Folks with the disease understand what it's all about and are looking for answers that the doctors don't have quite honestly. And yes there is evidence that it's caused by certain types of bacteria or their waste products. It's not that the foods eaten directly help with the problem but rather don't cause the digestive tract to secrete fluids to assist in the digestion of foods that can't readily be absorbed. In turn setting up the breeding/feeding grounds for the bacteria' to prosper.

I have not seen any reference to the anti-bacterial advantage by the use of honey, not that it doesn't exist. But rather that because complex carbohydrates are restricted in the diet, honey is the only acceptable sugar other than fruit sugars because they are readily absorbed and require no digestion.

Were it not for the fact that I have close personal and trusted friends that have put the disease into remission by means of following the diet for an extended period, followed by a regiment of anti-biotic's I too may likely be skeptical of the diet. But I can say from my own personal experience so far is that if the diet isn't followed strictly and without cheating, it will not work and the disease will very quickly show you that.

People should also recognize that everyone has the disease at varying levels. And the further one person is into the disease than another will dictate what foods they can get away with eating. For those in advanced stages, the diet is extremely restrictive and relaxes as progress is made in the healing. And I have found that some foods that should be ok for me to have, do without a doubt not work for me. I'm sure it will vary by every individual to some degree. 

So until the doctors or the AMA come up with an alternative to removing my digestive tract one small piece at a time until there is no more, I will continue with what is working and looking for my own answers.


----------



## rweakley

I am beginning to wonder what kind of which doctors you have over there in Georgia. Here in St. Louis removing intestine is a last resort. Even my first doctor back in 92 wanted surgery to be a last resort. I did have surgery to remove a total of 10 inches, but it had more to do with the tennisball sized growth than my crohn's disease. I was first diagnosed back in 1992 and was given the normal prednisone to end the flare and then azathioprine to keep me from flaring. Well I wasn't rich enough or disciplined enough to take a daily med so it wasn't working for me. azathioprine was like 90$ a month and that was right out of high school no insurance. After my surgery in 2001 the doctors put me on Remicade an every eight week IV infusion and for the most part things are fine.

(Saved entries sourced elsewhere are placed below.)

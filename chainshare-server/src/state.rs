use crate::config::Config;
use chainshare_access::{
    AccessContext, InMemoryMirror, MirrorStore, ResolutionCache, SimulatedContract, SqliteMirror,
};
use std::sync::Arc;

const DEFAULT_SQLITE_PATH: &str = "chainshare.db";

/// Shared application state
#[derive(Clone)]
pub struct AppState {
    pub access: Arc<AccessContext>,
    /// Handle on the in-process registry; reports the latest block and takes fault injection in tests
    pub contract: Arc<SimulatedContract>,
    pub config: Arc<Config>,
}

impl AppState {
    pub async fn new(config: &Config) -> anyhow::Result<Self> {
        let contract = match config.registry.backend.as_str() {
            "simulated" => Arc::new(SimulatedContract::new()),
            other => anyhow::bail!("Unknown registry backend: {other}"),
        };
        contract.set_read_lag(config.registry.read_lag);

        let mirror: Arc<dyn MirrorStore> = match config.mirror.backend.as_str() {
            "memory" => Arc::new(InMemoryMirror::new()),
            "sqlite" => {
                let path = config
                    .mirror
                    .sqlite_path
                    .as_deref()
                    .unwrap_or(DEFAULT_SQLITE_PATH);
                tracing::info!("Opening SQLite mirror at {}", path);
                Arc::new(SqliteMirror::open(path)?)
            }
            other => anyhow::bail!("Unknown mirror backend: {other}"),
        };

        let access = AccessContext::new(
            contract.clone(),
            mirror,
            Arc::new(ResolutionCache::new()),
        );

        Ok(Self {
            access: Arc::new(access),
            contract,
            config: Arc::new(config.clone()),
        })
    }
}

I will have to try eating more honey and propilis, although 1000mgs 3 times a day seems like a lot. I'll have to see how much a gram is and then tell the girls to pick up the pace a little.


----------



## bhfury

Here is what my wife says about her Crohn's. I know since she has been doing this proper food combining diet, she has felt much better - see below.

_As many of you know, I was diagnosed with Crohn's Disease in 2008 and have been suffering the miserable effects ever since. The prescription medications for Crohn's are questionably as bad as the disease itself! I don't usually send out mass emails, but I think this is important. Ever since I ordered this program (it was around $40), I've been living a much better quality of life and have stopped my weekly sub-cutaneous injections (YAY, it’s been over a month!).

Please check this website out right away. It is so encouraging; I just can't describe how great I feel. It also helps people with IBS, indegestion, Acid Reflux, Ulcerative Colitis, weightloss and others (even though you don't have to have something wrong with you to try it -- it's great for anyone).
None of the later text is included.